[WORK INSTRUCTIONS]:
Begin at the line containing "the target word" in the data below and go on through the line containing "-> Result<&'a Word>", repeating each line exactly; include both ends and no other line.

(Data entries)
----------------------------------------

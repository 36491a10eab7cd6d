// cli/src/lanzatool/generation.rs: profile links and the generations they hold

use std::fs;
use std::path::{Path, PathBuf};

use chrono::{DateTime, Local, NaiveDate};
use lanzaboote_shared::GenerationId;

use super::bootspec::{BootJson, Bootspec, BOOTSPEC_FILE};
use super::error::{InstallError, Result};

/// `/nix/var/nix/profiles/system-<N>-link`
#[derive(Debug, Clone, PartialEq, Eq)]
pub struct GenerationLink {
    pub number: u64,
    pub path: PathBuf,
}

impl GenerationLink {
    pub fn from_path(path: &Path) -> Result<Self> {
        let number = path
            .file_name()
            .and_then(|n| n.to_str())
            .and_then(parse_link_name)
            .ok_or_else(|| InstallError::malformed_bootspec(path, "cannot derive a generation number from the link name"))?;
        Ok(Self { number, path: path.to_path_buf() })
    }

    pub fn bootspec_path(&self) -> PathBuf {
        self.path.join(BOOTSPEC_FILE)
    }

    /// Date the link was created, which is when the generation was built.
    pub fn build_date(&self) -> Result<NaiveDate> {
        let modified = fs::symlink_metadata(&self.path)
            .and_then(|m| m.modified())
            .map_err(InstallError::io(format!("stat {}", self.path.display())))?;
        Ok(DateTime::<Local>::from(modified).date_naive())
    }
}

/// `system-42-link` -> 42
pub fn parse_link_name(name: &str) -> Option<u64> {
    let digits = name.strip_prefix("system-")?.strip_suffix("-link")?;
    if digits.is_empty() || !digits.bytes().all(|b| b.is_ascii_digit()) {
        return None;
    }
    digits.parse().ok()
}

/// One boot entry: a generation or one of its specialisations.
#[derive(Debug, Clone)]
pub struct Generation {
    pub id: GenerationId,
    pub boot: BootJson,
    pub build_date: NaiveDate,
    /// Where the bootspec came from, for error messages.
    pub origin: PathBuf,
}

impl Generation {
    /// The base generation first, then specialisations by name.
    pub fn load(link: &GenerationLink) -> Result<Vec<Generation>> {
        let origin = link.bootspec_path();
        let bootspec = Bootspec::from_file(&origin)?;
        let build_date = link.build_date()?;

        let mut out = Vec::with_capacity(1 + bootspec.specialisations.len());
        out.push(Generation {
            id: GenerationId::new(link.number),
            boot: bootspec.boot,
            build_date,
            origin: origin.clone(),
        });
        for (name, boot) in bootspec.specialisations {
            let id = GenerationId::specialised(link.number, &name)
                .ok_or_else(|| InstallError::malformed_bootspec(&origin, format!("bad specialisation {name:?}")))?;
            out.push(Generation { id, boot, build_date, origin: origin.clone() });
        }
        Ok(out)
    }

    /// `Generation 42-specialisation-gaming, Built on 2024-05-01`
    pub fn version_id(&self) -> String {
        let mut version = format!("Generation {}", self.id.number);
        if let Some(name) = &self.id.specialisation {
            version.push_str("-specialisation-");
            version.push_str(name);
        }
        format!("{version}, Built on {}", self.build_date.format("%Y-%m-%d"))
    }

    /// Boot menu title.
    pub fn pretty_name(&self) -> String {
        match &self.id.specialisation {
            Some(name) => format!("{} ({name})", self.boot.label),
            None => self.boot.label.clone(),
        }
    }
}
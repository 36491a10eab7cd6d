// cli/src/lanzatool/install.rs: one install run over a set of generation links
//
// Per generation: validate, policy check, sign kernel, write artifacts, then
// assemble, sign and publish the UKI. A failing generation is recorded and
// skipped; its previous files stay because GC retains by generation id.

use std::fs;
use std::path::{Path, PathBuf};
use std::process::Command;

use lanzaboote_shared::layout::Architecture;
use lanzaboote_shared::{artifact_digest, ArtifactKind};
use serde::Serialize;
use tracing::{error, info, warn};

use super::config::InstallConfig;
use super::error::{InstallError, Result};
use super::esp::Esp;
use super::gc::{backfill_retention, collect_garbage, GcReport, Retention};
use super::generation::{Generation, GenerationLink};
use super::loader::{install_systemd_boot, write_loader_conf};
use super::lock::EspLock;
use super::policy::{Policy, TrivialPolicy};
use super::signer::{SbsignSigner, Signer};
use super::uki::{self, EspArtifact, StubParameters};

#[derive(Debug, Clone, Serialize)]
pub struct Failure {
    pub target: String,
    pub kind: &'static str,
    pub error: String,
}

#[derive(Debug, Default, Serialize)]
pub struct InstallReport {
    pub installed: Vec<String>,
    pub unchanged: Vec<String>,
    /// Generations whose store paths are gone; their entries are removed.
    pub dropped: Vec<String>,
    /// Older generations kept past the limit because a retained one has no
    /// bootable entry.
    pub kept: Vec<u64>,
    pub failed: Vec<Failure>,
    pub gc: Option<GcReport>,
}

impl InstallReport {
    pub fn succeeded(&self) -> bool {
        self.failed.is_empty()
    }

    fn fail(&mut self, target: impl Into<String>, e: InstallError) {
        let target = target.into();
        error!(%target, error = %e, "install failed");
        self.failed.push(Failure { target, kind: e.kind(), error: e.to_string() });
    }
}

pub struct Installer<S: Signer, P: Policy> {
    config: InstallConfig,
    esp: Esp,
    signer: S,
    policy: P,
    stub: Vec<u8>,
}

impl Installer<SbsignSigner, TrivialPolicy> {
    pub fn from_config(config: InstallConfig) -> Result<Self> {
        let signer = SbsignSigner::new(&config.private_key, &config.public_key)?;
        let policy = TrivialPolicy { allowed_kernel_cmdline_items: config.allowed_kernel_cmdline_items.clone() };
        Self::new(config, signer, policy)
    }
}

impl<S: Signer, P: Policy> Installer<S, P> {
    pub fn new(config: InstallConfig, signer: S, policy: P) -> Result<Self> {
        let esp = Esp::open(&config.esp)?;
        let stub = fs::read(&config.stub).map_err(|e| InstallError::MalformedStub {
            path: config.stub.clone(),
            reason: e.to_string(),
        })?;
        uki::validate_stub(&stub, &config.stub)?;
        Ok(Self { config, esp, signer, policy, stub })
    }

    /// Only a locked ESP or an empty link list fails the whole run;
    /// everything else ends up in the report.
    pub fn install(&self, links: &[PathBuf]) -> Result<InstallReport> {
        let _lock = EspLock::acquire(&self.esp)?;
        let mut report = InstallReport::default();

        let mut parsed = Vec::with_capacity(links.len());
        for path in links {
            match GenerationLink::from_path(path) {
                Ok(link) => parsed.push(link),
                Err(e) => report.fail(path.display().to_string(), e),
            }
        }
        let numbers: Vec<u64> = parsed.iter().map(|l| l.number).collect();
        let retained = select_retained(parsed, self.config.configuration_limit);
        if retained.is_empty() {
            return Err(InstallError::Config("no usable generation links given".into()));
        }
        info!(
            generations = ?retained.iter().map(|l| l.number).collect::<Vec<_>>(),
            "retaining"
        );

        let mut retention = Retention::new(retained.iter().map(|l| l.number));
        let mut newest_system = None;

        for link in &retained {
            let generations = match Generation::load(link) {
                Ok(generations) => generations,
                Err(e) => {
                    report.fail(format!("generation {}", link.number), e);
                    continue;
                }
            };
            for generation in generations {
                if newest_system.is_none() && generation.id.specialisation.is_none() {
                    newest_system = Some(generation.boot.system.clone());
                }
                match self.install_generation(&generation) {
                    Ok(true) => {
                        info!(generation = %generation.id, "installed");
                        report.installed.push(generation.id.to_string());
                    }
                    Ok(false) => report.unchanged.push(generation.id.to_string()),
                    Err(InstallError::MissingStorePath(path)) => {
                        warn!(generation = %generation.id, path = %path.display(), "store path gone, dropping entry");
                        report.dropped.push(generation.id.to_string());
                        retention.drop_id(generation.id);
                    }
                    Err(e) => report.fail(generation.id.to_string(), e),
                }
            }
        }

        self.install_loader(newest_system.as_deref(), &mut report);

        let cut_off: Vec<u64> = numbers
            .into_iter()
            .filter(|n| !retained.iter().any(|l| l.number == *n))
            .collect();
        match backfill_retention(&self.esp, &mut retention, &cut_off) {
            Ok(kept) => report.kept = kept,
            Err(e) => {
                // Without knowing what is on the ESP, removing anything is unsafe.
                report.fail("garbage collection", e);
                return Ok(report);
            }
        }

        match collect_garbage(&self.esp, &retention) {
            Ok(gc) => report.gc = Some(gc),
            Err(e) => report.fail("garbage collection", e),
        }
        Ok(report)
    }

    /// Returns whether anything on the ESP changed.
    fn install_generation(&self, generation: &Generation) -> Result<bool> {
        generation.boot.validate(&self.config.store_dir, &generation.origin)?;
        uki::check_stub_machine(&self.stub, &self.config.stub, &generation.boot.system)?;
        let params = StubParameters::new(generation, &self.config.stub)?;
        self.policy.trusted_stub_parameters(&params)?;

        let kernel = read_store_file(&params.kernel_store_path)?;
        let signed_kernel = self.signer.sign_bytes(&kernel, &params.kernel_store_path)?;
        let initrd = self.read_initrd(generation, &params.initrd_store_path)?;

        let kernel_artifact = EspArtifact::new(&params.id, ArtifactKind::Kernel, artifact_digest(&signed_kernel));
        let initrd_artifact = EspArtifact::new(&params.id, ArtifactKind::Initrd, artifact_digest(&initrd));
        let config = params.embedded_config(&kernel_artifact, &initrd_artifact);

        let uki_path = params.id.uki_path();
        let unsigned = uki::assemble(&self.stub, &self.config.stub, &config)?;
        let signed_uki = self.signer.sign_bytes(&unsigned, Path::new(&uki_path))?;

        // Artifacts before the UKI that references them.
        let mut changed = self.esp.write_if_changed(&kernel_artifact.path, &signed_kernel)?;
        changed |= self.esp.write_if_changed(&initrd_artifact.path, &initrd)?;
        changed |= self.esp.write_if_changed(&uki_path, &signed_uki)?;
        Ok(changed)
    }

    /// The store initrd, with secrets appended when the bootspec names an
    /// `initrdSecrets` script.
    fn read_initrd(&self, generation: &Generation, initrd: &Path) -> Result<Vec<u8>> {
        let Some(script) = &generation.boot.initrd_secrets else {
            return read_store_file(initrd);
        };
        let context = format!("append initrd secrets with {}", script.display());
        let scratch = tempfile::NamedTempFile::new().map_err(InstallError::io(context.clone()))?;
        fs::copy(initrd, scratch.path()).map_err(InstallError::io(context.clone()))?;
        let status = Command::new(script)
            .arg(scratch.path())
            .status()
            .map_err(InstallError::io(context.clone()))?;
        if !status.success() {
            return Err(InstallError::Io {
                context,
                source: std::io::Error::other(format!("exited with {status}")),
            });
        }
        fs::read(scratch.path()).map_err(InstallError::io(context))
    }

    fn install_loader(&self, system: Option<&str>, report: &mut InstallReport) {
        if let Some(source) = &self.config.systemd_boot {
            let result = system
                .and_then(Architecture::from_nix_system)
                .ok_or_else(|| InstallError::Config(format!("no EFI architecture for system {system:?}")))
                .and_then(|arch| install_systemd_boot(&self.esp, &self.signer, source, arch));
            if let Err(e) = result {
                report.fail("systemd-boot", e);
            }
        }
        if let Some(loader) = &self.config.loader {
            if let Err(e) = write_loader_conf(&self.esp, loader) {
                report.fail("loader.conf", e);
            }
        }
    }
}

fn read_store_file(path: &Path) -> Result<Vec<u8>> {
    fs::read(path).map_err(|e| match e.kind() {
        std::io::ErrorKind::NotFound => InstallError::MissingStorePath(path.to_path_buf()),
        _ => InstallError::io(format!("read {}", path.display()))(e),
    })
}

/// Newest first, one link per number, at most `limit` numbers.
pub fn select_retained(mut links: Vec<GenerationLink>, limit: Option<usize>) -> Vec<GenerationLink> {
    links.sort_by(|a, b| b.number.cmp(&a.number));
    links.dedup_by_key(|l| l.number);
    if let Some(limit) = limit {
        links.truncate(limit);
    }
    links
}
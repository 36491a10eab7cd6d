// cli/src/lanzatool/error.rs: installer error taxonomy

use std::io;
use std::path::{Path, PathBuf};

use thiserror::Error;

#[derive(Debug, Error)]
pub enum InstallError {
    #[error("malformed bootspec {path}: {reason}")]
    MalformedBootspec { path: PathBuf, reason: String },

    #[error("store path {0} does not exist")]
    MissingStorePath(PathBuf),

    #[error("refusing to sign untrusted parameters: {0}")]
    UntrustedParameters(String),

    #[error("malformed stub {path}: {reason}")]
    MalformedStub { path: PathBuf, reason: String },

    #[error("signing {path} failed: {reason}")]
    SigningFailure { path: PathBuf, reason: String },

    #[error("cannot write {path}: {source}")]
    EspWriteFailure {
        path: PathBuf,
        #[source]
        source: io::Error,
    },

    #[error("ESP at {0} is locked by another lzbt run")]
    EspLocked(PathBuf),

    #[error("configuration: {0}")]
    Config(String),

    #[error("{context}: {source}")]
    Io {
        context: String,
        #[source]
        source: io::Error,
    },
}

pub type Result<T, E = InstallError> = std::result::Result<T, E>;

impl InstallError {
    pub fn malformed_bootspec(path: &Path, reason: impl Into<String>) -> Self {
        InstallError::MalformedBootspec { path: path.to_path_buf(), reason: reason.into() }
    }

    pub fn esp_write(path: &Path) -> impl FnOnce(io::Error) -> Self + '_ {
        move |source| InstallError::EspWriteFailure { path: path.to_path_buf(), source }
    }

    pub fn io(context: impl Into<String>) -> impl FnOnce(io::Error) -> Self {
        let context = context.into();
        move |source| InstallError::Io { context, source }
    }

    /// Short machine-readable tag used in JSON reports.
    pub fn kind(&self) -> &'static str {
        match self {
            InstallError::MalformedBootspec { .. } => "malformed-bootspec",
            InstallError::MissingStorePath(_) => "missing-store-path",
            InstallError::UntrustedParameters(_) => "untrusted-parameters",
            InstallError::MalformedStub { .. } => "malformed-stub",
            InstallError::SigningFailure { .. } => "signing-failure",
            InstallError::EspWriteFailure { .. } => "esp-write-failure",
            InstallError::EspLocked(_) => "esp-locked",
            InstallError::Config(_) => "config",
            InstallError::Io { .. } => "io",
        }
    }
}
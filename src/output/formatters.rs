//! Formatting utilities for terminal output

use crate::interactive::GameOutcome;

/// Center `text` within `width` columns, extra padding going to the right
///
/// Text wider than `width` is returned unchanged.
#[must_use]
pub fn center(text: &str, width: usize) -> String {
    format!("{text:^width$}")
}

/// Final score line, e.g. "Wordle 12 4/6" or "Wordle 12 X/6"
///
/// `None` for a cancelled game, which reports nothing.
#[must_use]
pub fn tally_line(number: usize, outcome: GameOutcome, max_attempts: usize) -> Option<String> {
    let score = match outcome {
        GameOutcome::Won { attempts } => attempts.to_string(),
        GameOutcome::Lost { .. } => "X".to_string(),
        GameOutcome::Cancelled => return None,
    };
    Some(format!("Wordle {number} {score}/{max_attempts}"))
}
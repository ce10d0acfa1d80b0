//! Play command
//!
//! Picks the target, hands the terminal to a [`Game`] and gives it back.

use crate::config::GameConfig;
use crate::core::Word;
use crate::interactive::{Game, GameOutcome, Renderer, TerminalKeys};
use crate::wordlists::WordList;
use anyhow::{Context, Result, anyhow};
use log::debug;
use rand::Rng;
use std::io;

/// Choose the target word
///
/// `number` is the 1-based position in the list, already range-checked by the
/// caller; without it a word is drawn at random.
///
/// # Errors
///
/// Returns an error if `number` is out of range or the list is empty.
pub fn select_target<'a, R: Rng + ?Sized>(
    words: &'a WordList,
    number: Option<usize>,
    rng: &mut R,
) -> Result<&'a Word> {
    let target = match number {
        Some(n) => words
            .by_number(n)
            .ok_or_else(|| anyhow!("word number {n} is outside 1-{}", words.len()))?,
        None => words.choose(rng).context("word list is empty")?,
    };
    debug!("target selected (number {number:?})");
    Ok(target)
}

/// Play one game on the controlling terminal
///
/// Raw mode is entered before the first key is read and left again before this
/// returns, whichever way the game ends.
///
/// # Errors
///
/// Returns an error if the terminal cannot be put into raw mode or terminal I/O
/// fails mid-game.
pub fn run_play(words: &WordList, target: &Word, config: GameConfig) -> Result<GameOutcome> {
    let keys = TerminalKeys::open().context("failed to switch the terminal to raw mode")?;
    let renderer = Renderer::new(io::stdout());

    Game::new(target, words, keys, renderer, config).run()
}

#[cfg(test)]
mod tests {
    use super::*;
    use rand::SeedableRng;
    use rand::rngs::SmallRng;

    #[test]
    fn select_by_number() {
        let words = WordList::from_slice(&["crane", "slate", "irate"]);
        let mut rng = SmallRng::seed_from_u64(0);

        let target = select_target(&words, Some(2), &mut rng).unwrap();
        assert_eq!(target.text(), "SLATE");
    }

    #[test]
    fn select_out_of_range_fails() {
        let words = WordList::from_slice(&["crane"]);
        let mut rng = SmallRng::seed_from_u64(0);

        assert!(select_target(&words, Some(0), &mut rng).is_err());
        assert!(select_target(&words, Some(2), &mut rng).is_err());
    }

    #[test]
    fn select_random_from_list() {
        let words = WordList::from_slice(&["crane", "slate", "irate"]);
        let mut rng = SmallRng::seed_from_u64(42);

        let target = select_target(&words, None, &mut rng).unwrap();
        assert!(words.contains(target.text()));
    }

    #[test]
    fn select_from_empty_list_fails() {
        let words = WordList::default();
        let mut rng = SmallRng::seed_from_u64(0);

        assert!(select_target(&words, None, &mut rng).is_err());
    }
}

----------------------------------------

[SOLUTION]:
/// Choose the target word
///
/// `number` is the 1-based position in the list, already range-checked by the
/// caller; without it a word is drawn at random.
///
/// # Errors
///
/// Returns an error if `number` is out of range or the list is empty.
pub fn select_target<'a, R: Rng + ?Sized>(
    words: &'a WordList,
    number: Option<usize>,
    rng: &mut R,
) -> Result<&'a Word> {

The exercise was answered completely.